Only those lines in the data below from the line containing "a fresh identifier." through the line containing "impl IdGenerator for ShortIdGenerator", both included, should be restated word for word.

======== DATA PROVIDED

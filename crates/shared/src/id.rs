//! Unique ID generation for registered devices.
//!
//! The device registry never checks new IDs against existing ones, so the
//! generator's collision resistance is the only uniqueness guarantee.

use rand::{distributions::Alphanumeric, Rng};
use serde::Deserialize;
use uuid::{Uuid, Variant};

/// Default length of short alphanumeric IDs.
pub const DEFAULT_SHORT_ID_LENGTH: usize = 8;

/// Produces opaque identifiers for new devices.
pub trait IdGenerator: Send + Sync {
    /// Returns a fresh identifier.
    fn new_id(&self) -> String;
}

/// Selects which generator a deployment uses.
#[derive(Debug, Clone, Copy, PartialEq, Eq, Default, Deserialize)]
#[serde(rename_all = "lowercase")]
pub enum IdFormat {
    /// RFC 4122 version 4 UUIDs.
    #[default]
    Uuid,
    /// Random alphanumeric strings.
    Short,
}

/// Random (version 4) UUID generator.
#[derive(Debug, Clone, Copy, Default)]
pub struct UuidGenerator;

impl IdGenerator for UuidGenerator {
    fn new_id(&self) -> String {
        Uuid::new_v4().to_string()
    }
}

/// Random alphanumeric ID generator (`[0-9a-zA-Z]{length}`).
#[derive(Debug, Clone, Copy)]
pub struct ShortIdGenerator {
    length: usize,
}

impl ShortIdGenerator {
    pub fn new(length: usize) -> Self {
        Self { length }
    }
}

impl Default for ShortIdGenerator {
    fn default() -> Self {
        Self::new(DEFAULT_SHORT_ID_LENGTH)
    }
}

impl IdGenerator for ShortIdGenerator {
    fn new_id(&self) -> String {
        rand::thread_rng()
            .sample_iter(&Alphanumeric)
            .take(self.length)
            .map(char::from)
            .collect()
    }
}

/// Builds the generator for the given format.
pub fn generator_for(format: IdFormat, short_length: usize) -> Box<dyn IdGenerator> {
    match format {
        IdFormat::Uuid => Box::new(UuidGenerator),
        IdFormat::Short => Box::new(ShortIdGenerator::new(short_length)),
    }
}

/// Checks that a string is a hyphenated RFC 4122 UUID (versions 1 to 5).
pub fn is_valid_uuid(value: &str) -> bool {
    if value.len() != 36 {
        return false;
    }
    match Uuid::try_parse(value) {
        Ok(uuid) => {
            (1..=5).contains(&uuid.get_version_num()) && uuid.get_variant() == Variant::RFC4122
        }
        Err(_) => false,
    }
}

================

* **RESPONSE FOR THIS EXERCISE**
    /// Returns a fresh identifier.
    fn new_id(&self) -> String;
}

/// Selects which generator a deployment uses.
#[derive(Debug, Clone, Copy, PartialEq, Eq, Default, Deserialize)]
#[serde(rename_all = "lowercase")]
pub enum IdFormat {
    /// RFC 4122 version 4 UUIDs.
    #[default]
    Uuid,
    /// Random alphanumeric strings.
    Short,
}

/// Random (version 4) UUID generator.
#[derive(Debug, Clone, Copy, Default)]
pub struct UuidGenerator;

impl IdGenerator for UuidGenerator {
    fn new_id(&self) -> String {
        Uuid::new_v4().to_string()
    }
}

/// Random alphanumeric ID generator (`[0-9a-zA-Z]{length}`).
#[derive(Debug, Clone, Copy)]
pub struct ShortIdGenerator {
    length: usize,
}

impl ShortIdGenerator {
    pub fn new(length: usize) -> Self {
        Self { length }
    }
}

impl Default for ShortIdGenerator {
    fn default() -> Self {
        Self::new(DEFAULT_SHORT_ID_LENGTH)
    }
}

impl IdGenerator for ShortIdGenerator {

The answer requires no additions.